Interactions with conspecifics are an important aspect of an individual's environment. Although it is well known that the presence of conspecifics can have important effects on behaviour, in general it is also now acknowledged that the composition of the social environment can vary, and that this variation may have profound effects on individual behaviour and fitness. Using a wild population of North American red squirrels, Tamiasciurus hudsonicus, we investigated the importance of the composition of the social environment in a territorial species by assessing whether the risk of intrusion faced by territory owners varied with the degree of relatedness and familiarity in their social neighbourhoods. To test this, we conducted temporary removals of territory owners and observed the time until intrusion and the identity of intruding individuals. We found that individuals in neighbourhoods with low average familiarity faced a higher risk of intrusion and that unfamiliar neighbours were more likely to intrude. Surprisingly, we found that related neighbours also posed a higher risk of intrusion. The results from our study suggest that familiarity with neighbours may be an ecologically and evolutionarily relevant measure of the social environment, even in a species considered to be ‘asocial’. Future studies should consider the potential importance of the social environment, which has heretofore been mostly overlooked, as a relevant selective pressure in asocial, territorial species.
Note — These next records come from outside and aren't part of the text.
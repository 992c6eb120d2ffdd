#![warn(missing_docs)]

//! # rsadapter
//!
//! Connection-side core of a relational resource adapter: the pieces that sit
//! between a connection pool / transaction manager and a database driver.
//!
//! The adapter does not speak any database protocol. Drivers plug in through
//! the [`PhysicalConnection`] trait and vendor quirks through [`Dialect`].
//!
//! ## Features
//!
//! - **Statement Caching** - Bounded per-connection cache of prepared and
//!   callable statements with bucketed LRU eviction
//! - **Transaction State Machine** - Every begin/commit/rollback/XA call is
//!   validated against the connection's current state
//! - **Local Transactions** - Application-demarcated transactions driven
//!   through auto-commit
//! - **One-Phase XA** - Non-XA connections enlisted as the single one-phase
//!   participant of a global transaction
//! - **Async/await** - Built on Tokio
//!
//! ## Statement Cache
//!
//! ```rust
//! use rsadapter::{StatementCache, StatementCacheKey, StatementKind};
//!
//! let mut cache = StatementCache::new(3);
//! let key = StatementCacheKey::new("SELECT name FROM emp WHERE id = ?", StatementKind::Prepared);
//!
//! // A statement going back into the cache; anything evicted must be closed
//! assert!(cache.add(key.clone(), "stmt-1").is_none());
//!
//! // A cached statement handed out is removed from the cache
//! assert_eq!(cache.remove(&key), Some("stmt-1"));
//! assert!(cache.is_empty());
//! ```
//!
//! ## Managed Connections
//!
//! ```rust,no_run
//! use std::sync::Arc;
//! use rsadapter::{Config, GenericDialect, ManagedConnection, PhysicalConnection};
//!
//! # async fn example<C: PhysicalConnection + 'static>(driver_conn: C) -> rsadapter::Result<()> {
//! let config: Config = "statementCacheSize=20;commitOrRollbackOnCleanup=rollback".parse()?;
//! let mc = ManagedConnection::new(driver_conn, config, Arc::new(GenericDialect)).await?;
//!
//! // Application-demarcated local transaction
//! let tx = mc.local_transaction();
//! tx.begin().await?;
//! mc.check_execute().await?;
//! tx.commit().await?;
//!
//! // Back to the pool
//! mc.cleanup().await?;
//! # Ok(())
//! # }
//! ```
//!
//! ## One-Phase XA
//!
//! ```rust,no_run
//! use rsadapter::{EndFlag, ManagedConnection, PhysicalConnection, StartFlag, Xid};
//!
//! # async fn example<C: PhysicalConnection>(mc: ManagedConnection<C>) -> rsadapter::Result<()> {
//! let xa = mc.xa_resource();
//! let xid = Xid::new(0x57415344, b"gtrid-1".to_vec(), b"bqual-1".to_vec());
//!
//! xa.start(&xid, StartFlag::NoFlags).await?;
//! mc.check_execute().await?;
//! xa.end(&xid, EndFlag::Success).await?;
//! xa.commit(&xid, true).await?;
//! # Ok(())
//! # }
//! ```

pub mod cache_key;
pub mod config;
pub mod connection;
pub mod constants;
pub mod dialect;
pub mod error;
pub mod managed_connection;
pub mod state_manager;
pub mod statement_cache;
pub mod transaction;

// Re-exports for convenience
pub use cache_key::{SqljSection, StatementCacheKey, StatementKind};
pub use config::{CleanupAction, Config, DEFAULT_STATEMENT_CACHE_SIZE};
pub use connection::PhysicalConnection;
pub use constants::{Concurrency, Holdability, IsolationLevel, ResultSetType};
pub use dialect::{Dialect, GenericDialect};
pub use error::{Error, Result};
pub use managed_connection::ManagedConnection;
pub use state_manager::{StateManager, TransactionAction, TransactionState};
pub use statement_cache::{CacheKey, StatementCache, BUCKET_SIZE};
pub use transaction::{EndFlag, LocalTransaction, OnePhaseXaResource, StartFlag, Xid};
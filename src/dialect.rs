//! Vendor dialects
//!
//! A dialect is the set of vendor-specific behaviour a managed connection
//! needs: which error codes mean the connection or statement is gone, how to
//! recognise authentication failures, and hooks run when a connection is set
//! up, when a statement goes back into the cache, and when a connection is
//! cleaned up. One dialect is chosen per data source.

use crate::connection::PhysicalConnection;
use crate::error::{Error, Result};

/// SQLSTATE class for connection exceptions
const SQLSTATE_CONNECTION_CLASS: &str = "08";

/// SQLSTATE class for invalid authorization
const SQLSTATE_AUTHORIZATION_CLASS: &str = "28";

/// Vendor-specific behaviour for one kind of database
#[async_trait::async_trait]
pub trait Dialect<C: PhysicalConnection>: Send + Sync {
    /// Dialect name, for diagnostics
    fn name(&self) -> &str;

    /// Vendor error codes meaning the connection is no longer usable
    fn stale_connection_codes(&self) -> &[i32] {
        &[]
    }

    /// Vendor error codes meaning a cached statement is no longer usable
    fn stale_statement_codes(&self) -> &[i32] {
        &[]
    }

    /// Whether an error means the connection is stale
    ///
    /// Matches the vendor codes and any SQLSTATE in class `08`.
    fn is_stale_connection(&self, error: &Error) -> bool {
        match error {
            Error::StaleConnection(_) | Error::ConnectionClosed => true,
            Error::Database { code, sql_state, .. } => {
                self.stale_connection_codes().contains(code)
                    || sql_state
                        .as_deref()
                        .is_some_and(|s| s.starts_with(SQLSTATE_CONNECTION_CLASS))
            }
            _ => false,
        }
    }

    /// Whether an error means a cached statement is stale
    fn is_stale_statement(&self, error: &Error) -> bool {
        error
            .error_code()
            .is_some_and(|code| self.stale_statement_codes().contains(&code))
    }

    /// Whether an error is an authentication failure (SQLSTATE class `28`)
    fn is_auth_exception(&self, error: &Error) -> bool {
        error
            .sql_state()
            .is_some_and(|s| s.starts_with(SQLSTATE_AUTHORIZATION_CLASS))
    }

    /// Prepare a newly created connection
    async fn do_connection_setup(&self, _conn: &mut C) -> Result<()> {
        Ok(())
    }

    /// Reset a statement before it goes back into the cache
    async fn do_statement_cleanup(&self, _statement: &mut C::Statement) -> Result<()> {
        Ok(())
    }

    /// Reset vendor session state at cleanup
    ///
    /// Returns `true` if anything was changed.
    async fn do_connection_cleanup(&self, _conn: &mut C) -> Result<bool> {
        Ok(false)
    }
}

/// Dialect for databases without vendor-specific handling
#[derive(Debug, Clone, Copy, Default)]
pub struct GenericDialect;

impl<C: PhysicalConnection> Dialect<C> for GenericDialect {
    fn name(&self) -> &str {
        "generic"
    }
}

#[cfg(test)]
mod tests {
    use super::*;

    struct NoopConnection;

    #[async_trait::async_trait]
    impl PhysicalConnection for NoopConnection {
        type Statement = ();

        async fn commit(&mut self) -> Result<()> {
            Ok(())
        }
        async fn rollback(&mut self) -> Result<()> {
            Ok(())
        }
        async fn set_auto_commit(&mut self, _auto_commit: bool) -> Result<()> {
            Ok(())
        }
        async fn close_statement(&mut self, _statement: ()) -> Result<()> {
            Ok(())
        }
        async fn close(&mut self) -> Result<()> {
            Ok(())
        }
    }

    struct CodedDialect;

    impl Dialect<NoopConnection> for CodedDialect {
        fn name(&self) -> &str {
            "coded"
        }

        fn stale_connection_codes(&self) -> &[i32] {
            &[-4499, 17002]
        }

        fn stale_statement_codes(&self) -> &[i32] {
            &[-514]
        }
    }

    #[test]
    fn test_generic_stale_by_sql_state() {
        let dialect = GenericDialect;
        let d: &dyn Dialect<NoopConnection> = &dialect;
        assert!(d.is_stale_connection(&Error::database(0, Some("08006"), "broken pipe")));
        assert!(!d.is_stale_connection(&Error::database(0, Some("42000"), "syntax")));
        assert!(d.is_stale_connection(&Error::ConnectionClosed));
        assert_eq!(d.name(), "generic");
    }

    #[test]
    fn test_vendor_codes() {
        let d = CodedDialect;
        assert!(d.is_stale_connection(&Error::database(17002, None, "io error")));
        assert!(!d.is_stale_connection(&Error::database(1, None, "constraint")));
        assert!(d.is_stale_statement(&Error::database(-514, None, "package not found")));
        assert!(!d.is_stale_statement(&Error::database(17002, None, "io error")));
    }

    #[test]
    fn test_auth_exception() {
        let d = CodedDialect;
        assert!(d.is_auth_exception(&Error::database(1017, Some("28000"), "bad password")));
        assert!(!d.is_auth_exception(&Error::database(1017, None, "bad password")));
    }
}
In many species, territory advertisement is thought to be one of the primary functions of acoustic communication. North American red squirrels are a territorial species in which 'rattles' have long been thought to be the principal signal communicating territory ownership. These vocalizations have been assumed to deter intruders, thus reducing energetic costs and the risk of injury associated with direct aggressive interactions. However, this hypothesis has not been directly tested. Here we used a speaker occupation experiment to test whether red squirrel rattles function to deter conspecific rivals. We studied 29 male squirrels and removed each individual from his territory twice in a paired design. During the experimental treatment, we simulated the owner's presence after its removal by broadcasting the owner's rattle from a loudspeaker at the centre of the territory once every 7 min. During the control treatment, the territory was left in silence following the temporary removal of the owner. We found that the presence of a speaker replacement reduced the probability of intrusion by 34% and increased the latency to first intrusion by 7%, providing support for the hypothesis that rattles play an active role in reducing intrusion risk. However, intrusions were not completely averted by the speaker replacement, indicating that for some individuals vocalizations alone are not a sufficient deterrent without other cues of the territory owner.